┏━━

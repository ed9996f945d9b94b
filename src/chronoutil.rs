//! Timestamp formatting and expiry arithmetic shared by both signing protocols.

use {
    crate::constants::*,
    chrono::{DateTime, Duration, Utc},
};

/// Formats used by the V4 protocol.
pub(crate) trait FormatGoog4 {
    /// `YYYYMMDD`, the date component of the credential scope.
    fn to_datestamp(&self) -> String;

    /// `YYYYMMDD'T'HHMMSS'Z'`, used for `X-Goog-Date` and the string to sign.
    fn to_iso8601_compact(&self) -> String;
}

impl FormatGoog4 for DateTime<Utc> {
    fn to_datestamp(&self) -> String {
        self.format(DATESTAMP_FORMAT).to_string()
    }

    fn to_iso8601_compact(&self) -> String {
        self.format(ISO8601_COMPACT_FORMAT).to_string()
    }
}

/// Resolve the absolute expiry of a URL signed at `now`.
///
/// An explicit `expires_at` wins; otherwise the URL lives for `valid_for` past `now`. Returns
/// `None` if `now + valid_for` falls outside the representable date range.
pub(crate) fn resolve_expiry(
    now: &DateTime<Utc>,
    expires_at: Option<&DateTime<Utc>>,
    valid_for: Duration,
) -> Option<DateTime<Utc>> {
    match expires_at {
        Some(expires_at) => Some(*expires_at),
        None => now.checked_add_signed(valid_for),
    }
}

/// The V4 `X-Goog-Expires` value: the lifetime relative to `now`, clamped to `[0, 604800]`.
///
/// A relative lifetime is clamped directly, so no absolute timestamp is built for it.
pub(crate) fn goog4_expires_seconds(
    now: &DateTime<Utc>,
    expires_at: Option<&DateTime<Utc>>,
    valid_for: Duration,
) -> i64 {
    let lifetime = match expires_at {
        Some(expires_at) => *expires_at - *now,
        None => valid_for,
    };
    lifetime.num_seconds().clamp(0, MAX_V4_EXPIRES_SECONDS)
}

#[cfg(test)]
mod tests {
    use {
        super::{goog4_expires_seconds, resolve_expiry, FormatGoog4},
        chrono::{DateTime, Duration, TimeZone, Utc},
    };

    fn t0() -> DateTime<Utc> {
        Utc.timestamp_opt(1_700_000_000, 0).unwrap()
    }

    #[test_log::test]
    fn test_formats() {
        let now = t0();
        assert_eq!(now.to_datestamp(), "20231114");
        assert_eq!(now.to_iso8601_compact(), "20231114T221320Z");
    }

    #[test_log::test]
    fn test_resolve_expiry() {
        let now = t0();
        assert_eq!(resolve_expiry(&now, None, Duration::seconds(600)).unwrap().timestamp(), 1_700_000_600);

        let explicit = Utc.timestamp_opt(1_700_100_000, 0).unwrap();
        assert_eq!(resolve_expiry(&now, Some(&explicit), Duration::seconds(600)), Some(explicit));

        assert!(resolve_expiry(&now, None, Duration::seconds(9_000_000_000_000)).is_none());
    }

    #[test_log::test]
    fn test_goog4_expires_clamping() {
        let now = t0();
        assert_eq!(goog4_expires_seconds(&now, None, Duration::seconds(300)), 300);
        assert_eq!(goog4_expires_seconds(&now, None, Duration::seconds(604_800)), 604_800);
        assert_eq!(goog4_expires_seconds(&now, None, Duration::seconds(999_999)), 604_800);
        assert_eq!(goog4_expires_seconds(&now, None, Duration::seconds(-10)), 0);
        assert_eq!(goog4_expires_seconds(&now, None, Duration::seconds(9_000_000_000_000)), 604_800);

        let later = now + Duration::seconds(3_600);
        assert_eq!(goog4_expires_seconds(&now, Some(&later), Duration::seconds(10)), 3_600);
        let earlier = now - Duration::seconds(10);
        assert_eq!(goog4_expires_seconds(&now, Some(&earlier), Duration::seconds(10)), 0);
    }
}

┗━━

Work instructions: An exact copy of the lines above between the line holding "representable date range." and the line holding "None, Duration::seconds(9_000_000_000_000)), 604_800);", inclusive, is the whole answer.

Written answer:
/// `None` if `now + valid_for` falls outside the representable date range.
pub(crate) fn resolve_expiry(
    now: &DateTime<Utc>,
    expires_at: Option<&DateTime<Utc>>,
    valid_for: Duration,
) -> Option<DateTime<Utc>> {
    match expires_at {
        Some(expires_at) => Some(*expires_at),
        None => now.checked_add_signed(valid_for),
    }
}

/// The V4 `X-Goog-Expires` value: the lifetime relative to `now`, clamped to `[0, 604800]`.
///
/// A relative lifetime is clamped directly, so no absolute timestamp is built for it.
pub(crate) fn goog4_expires_seconds(
    now: &DateTime<Utc>,
    expires_at: Option<&DateTime<Utc>>,
    valid_for: Duration,
) -> i64 {
    let lifetime = match expires_at {
        Some(expires_at) => *expires_at - *now,
        None => valid_for,
    };
    lifetime.num_seconds().clamp(0, MAX_V4_EXPIRES_SECONDS)
}

#[cfg(test)]
mod tests {
    use {
        super::{goog4_expires_seconds, resolve_expiry, FormatGoog4},
        chrono::{DateTime, Duration, TimeZone, Utc},
    };

    fn t0() -> DateTime<Utc> {
        Utc.timestamp_opt(1_700_000_000, 0).unwrap()
    }

    #[test_log::test]
    fn test_formats() {
        let now = t0();
        assert_eq!(now.to_datestamp(), "20231114");
        assert_eq!(now.to_iso8601_compact(), "20231114T221320Z");
    }

    #[test_log::test]
    fn test_resolve_expiry() {
        let now = t0();
        assert_eq!(resolve_expiry(&now, None, Duration::seconds(600)).unwrap().timestamp(), 1_700_000_600);

        let explicit = Utc.timestamp_opt(1_700_100_000, 0).unwrap();
        assert_eq!(resolve_expiry(&now, Some(&explicit), Duration::seconds(600)), Some(explicit));

        assert!(resolve_expiry(&now, None, Duration::seconds(9_000_000_000_000)).is_none());
    }

    #[test_log::test]
    fn test_goog4_expires_clamping() {
        let now = t0();
        assert_eq!(goog4_expires_seconds(&now, None, Duration::seconds(300)), 300);
        assert_eq!(goog4_expires_seconds(&now, None, Duration::seconds(604_800)), 604_800);
        assert_eq!(goog4_expires_seconds(&now, None, Duration::seconds(999_999)), 604_800);
        assert_eq!(goog4_expires_seconds(&now, None, Duration::seconds(-10)), 0);
        assert_eq!(goog4_expires_seconds(&now, None, Duration::seconds(9_000_000_000_000)), 604_800);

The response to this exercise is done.